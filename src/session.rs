//! The session state machine.
//!
//! [`Session`] owns everything this client knows about the round: phase,
//! ban flag, balance, the called-number [`Ledger`], the [`CardRegistry`] and
//! the winner announcement. Inbound messages go through [`Session::apply`],
//! player intents through [`Session::purchase`] and [`Session::claim_bingo`],
//! and countdown ticks through [`Session::tick`]. None of these block or
//! fail; illegal input is logged and dropped.
//!
//! The projection layer reads [`SessionSnapshot`]s and never touches the
//! session directly.

use serde::Serialize;
use tracing::{debug, warn};

use crate::card::Card;
use crate::config::{BingoConfig, LaunchParams};
use crate::event::BingoEvent;
use crate::ledger::{CalledNumber, Ledger, RECENT_CALLS};
use crate::protocol::{CardId, ClientMessage, GameId, PlayerId, ServerMessage, Stake};
use crate::registry::CardRegistry;
use crate::timer::{Countdown, PhaseTimer};

/// Where the round stands from this client's point of view.
#[derive(Debug, Clone, Copy, PartialEq, Eq, Serialize)]
#[serde(rename_all = "snake_case")]
pub enum Phase {
    /// The purchase window is open.
    Buying,
    /// Numbers are being called.
    Playing,
    /// A winner was announced or the channel failed. Terminal.
    Ended,
}

/// The coordinator's end-of-round broadcast.
#[derive(Debug, Clone, PartialEq, Serialize)]
pub struct WinnerAnnouncement {
    pub names: String,
    pub amount: f64,
}

impl WinnerAnnouncement {
    /// Prize amount with two decimals, e.g. `120.50`.
    pub fn amount_display(&self) -> String {
        format!("{:.2}", self.amount)
    }
}

/// Read-only view of a [`Session`] for rendering.
#[derive(Debug, Clone, PartialEq, Serialize)]
pub struct SessionSnapshot {
    pub room: Stake,
    pub game_id: GameId,
    pub player_id: PlayerId,
    pub phase: Phase,
    /// Ticks left in the purchase window.
    pub countdown: u32,
    pub balance: Option<f64>,
    /// Called numbers in arrival order.
    pub called: Vec<CalledNumber>,
    /// Up to four most recent calls, newest first.
    pub recent: Vec<CalledNumber>,
    /// Cards owned by other players, ascending.
    pub taken: Vec<CardId>,
    pub card: Option<Card>,
    pub pending_purchase: Option<CardId>,
    pub banned: bool,
    pub claim_outstanding: bool,
    pub winner: Option<WinnerAnnouncement>,
    pub winner_visible: bool,
}

#[derive(Debug, Clone)]
pub struct Session {
    launch: LaunchParams,
    phase: Phase,
    timer: PhaseTimer,
    banned: bool,
    balance: Option<f64>,
    ledger: Ledger,
    registry: CardRegistry,
    winner: Option<WinnerAnnouncement>,
    winner_visible: bool,
    claim_outstanding: bool,
}

impl Session {
    /// A fresh session in the buying phase with default timing and pool size.
    pub fn new(launch: LaunchParams) -> Self {
        Self::from_config(&BingoConfig::new(launch))
    }

    pub fn from_config(config: &BingoConfig) -> Self {
        Self {
            launch: config.launch.clone(),
            phase: Phase::Buying,
            timer: PhaseTimer::new(config.purchase_ticks),
            banned: false,
            balance: None,
            ledger: Ledger::new(),
            registry: CardRegistry::new(config.card_pool_size),
            winner: None,
            winner_visible: false,
            claim_outstanding: false,
        }
    }

    // ── Accessors ───────────────────────────────────────────────────

    pub fn launch(&self) -> &LaunchParams {
        &self.launch
    }

    pub fn phase(&self) -> Phase {
        self.phase
    }

    pub fn is_banned(&self) -> bool {
        self.banned
    }

    pub fn balance(&self) -> Option<f64> {
        self.balance
    }

    pub fn ledger(&self) -> &Ledger {
        &self.ledger
    }

    pub fn registry(&self) -> &CardRegistry {
        &self.registry
    }

    pub fn winner(&self) -> Option<&WinnerAnnouncement> {
        self.winner.as_ref()
    }

    pub fn is_winner_visible(&self) -> bool {
        self.winner_visible
    }

    pub fn is_claim_outstanding(&self) -> bool {
        self.claim_outstanding
    }

    pub fn countdown(&self) -> u32 {
        self.timer.remaining()
    }

    pub fn snapshot(&self) -> SessionSnapshot {
        SessionSnapshot {
            room: self.launch.room,
            game_id: self.launch.game_id,
            player_id: self.launch.player_id,
            phase: self.phase,
            countdown: self.timer.remaining(),
            balance: self.balance,
            called: self.ledger.calls().to_vec(),
            recent: self.ledger.recent(RECENT_CALLS),
            taken: self.registry.taken().collect(),
            card: self.registry.my_card().cloned(),
            pending_purchase: self.registry.pending(),
            banned: self.banned,
            claim_outstanding: self.claim_outstanding,
            winner: self.winner.clone(),
            winner_visible: self.winner_visible,
        }
    }

    // ── Inbound ─────────────────────────────────────────────────────

    /// Apply one inbound message, in delivery order.
    ///
    /// Returns the events the projection should hear about; an empty vector
    /// means the message was ignored.
    pub fn apply(&mut self, msg: ServerMessage) -> Vec<BingoEvent> {
        match msg {
            ServerMessage::Card {
                card,
                balance,
                card_id,
            } => match self.registry.on_assigned(card_id, card) {
                Ok(card) => {
                    debug!(card_id = ?card.id, balance, "card assigned");
                    let card = card.clone();
                    self.balance = Some(balance);
                    vec![BingoEvent::CardAssigned { card, balance }]
                }
                Err(violation) => {
                    warn!(%violation, "ignoring card assignment");
                    Vec::new()
                }
            },

            ServerMessage::Taken { card_id } => {
                if self.registry.on_taken(card_id) {
                    vec![BingoEvent::CardTaken { card_id }]
                } else {
                    debug!(card_id, "taken notice needs no update");
                    Vec::new()
                }
            }

            // Late calls after the round ended are still recorded so the
            // board stays complete.
            ServerMessage::Number { value } => match self.ledger.record(value) {
                Ok(number) => {
                    debug!(%number, called = self.ledger.len(), "number called");
                    vec![BingoEvent::NumberCalled { number }]
                }
                Err(violation) => {
                    warn!(%violation, "ignoring called number");
                    Vec::new()
                }
            },

            ServerMessage::Banned => {
                if self.banned {
                    debug!("already banned");
                    return Vec::new();
                }
                if self.phase == Phase::Ended {
                    warn!("ban arrived after the round ended; ignoring");
                    return Vec::new();
                }
                self.banned = true;
                self.claim_outstanding = false;
                debug!("session banned for the rest of the round");
                vec![BingoEvent::Banned]
            }

            ServerMessage::Winner { names, amount } => {
                if self.phase == Phase::Ended {
                    warn!(%names, "winner arrived after the round ended; ignoring");
                    return Vec::new();
                }
                let announcement = WinnerAnnouncement { names, amount };
                debug!(
                    names = %announcement.names,
                    amount = %announcement.amount_display(),
                    "round won"
                );
                self.phase = Phase::Ended;
                self.claim_outstanding = false;
                self.winner = Some(announcement.clone());
                self.winner_visible = true;
                vec![
                    BingoEvent::PhaseChanged { phase: Phase::Ended },
                    BingoEvent::Winner(announcement),
                ]
            }

            // Error frames are not tied to a request, so an outstanding
            // claim stays outstanding.
            ServerMessage::Error { msg } => {
                debug!(%msg, "coordinator error");
                vec![BingoEvent::ServerError { message: msg }]
            }
        }
    }

    /// Advance the purchase countdown by one tick.
    pub fn tick(&mut self) -> Vec<BingoEvent> {
        match self.timer.tick() {
            Countdown::Running { remaining } => vec![BingoEvent::CountdownTick { remaining }],
            Countdown::Closed => {
                let mut events = vec![BingoEvent::CountdownTick { remaining: 0 }];
                if self.phase == Phase::Buying {
                    self.phase = Phase::Playing;
                    debug!("purchase window closed");
                    events.push(BingoEvent::PhaseChanged {
                        phase: Phase::Playing,
                    });
                }
                events
            }
            Countdown::Expired => Vec::new(),
        }
    }

    /// The channel is gone; nothing more can happen this round.
    pub fn terminate(&mut self) -> Vec<BingoEvent> {
        if self.phase == Phase::Ended {
            return Vec::new();
        }
        self.phase = Phase::Ended;
        vec![BingoEvent::PhaseChanged { phase: Phase::Ended }]
    }

    // ── Intents ─────────────────────────────────────────────────────

    /// Ask for a card. `None` when buying is not allowed right now.
    pub fn purchase(&mut self, card_id: CardId) -> Option<ClientMessage> {
        if self.banned || self.phase != Phase::Buying {
            debug!(card_id, phase = ?self.phase, banned = self.banned, "purchase not allowed");
            return None;
        }
        let msg = self.registry.purchase(card_id);
        if msg.is_none() {
            debug!(card_id, "purchase refused by registry");
        }
        msg
    }

    /// Claim a win. `None` without a card, after a ban, or once ended.
    ///
    /// The card is not checked against the ledger; the coordinator decides.
    pub fn claim_bingo(&mut self) -> Option<ClientMessage> {
        if self.banned || self.phase == Phase::Ended || self.registry.my_card().is_none() {
            debug!(phase = ?self.phase, banned = self.banned, "claim not allowed");
            return None;
        }
        self.claim_outstanding = true;
        Some(ClientMessage::Bingo)
    }

    /// Toggle the local mark on a cell of our card. No protocol effect.
    pub fn toggle_mark(&mut self, column: usize, row: usize) -> Option<bool> {
        self.registry.my_card_mut()?.toggle_mark(column, row)
    }

    /// Hide the winner popup. Returns `true` if it was showing.
    pub fn dismiss_winner(&mut self) -> bool {
        std::mem::replace(&mut self.winner_visible, false)
    }
}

==*==

#### Your goal:
Please return every line of the records that contains the word "balance".

#### Answer to this exercise:
//! ban flag, balance, the called-number [`Ledger`], the [`CardRegistry`] and
    pub balance: Option<f64>,
    balance: Option<f64>,
            balance: None,
    pub fn balance(&self) -> Option<f64> {
        self.balance
            balance: self.balance,
                balance,
                    debug!(card_id = ?card.id, balance, "card assigned");
                    self.balance = Some(balance);
                    vec![BingoEvent::CardAssigned { card, balance }]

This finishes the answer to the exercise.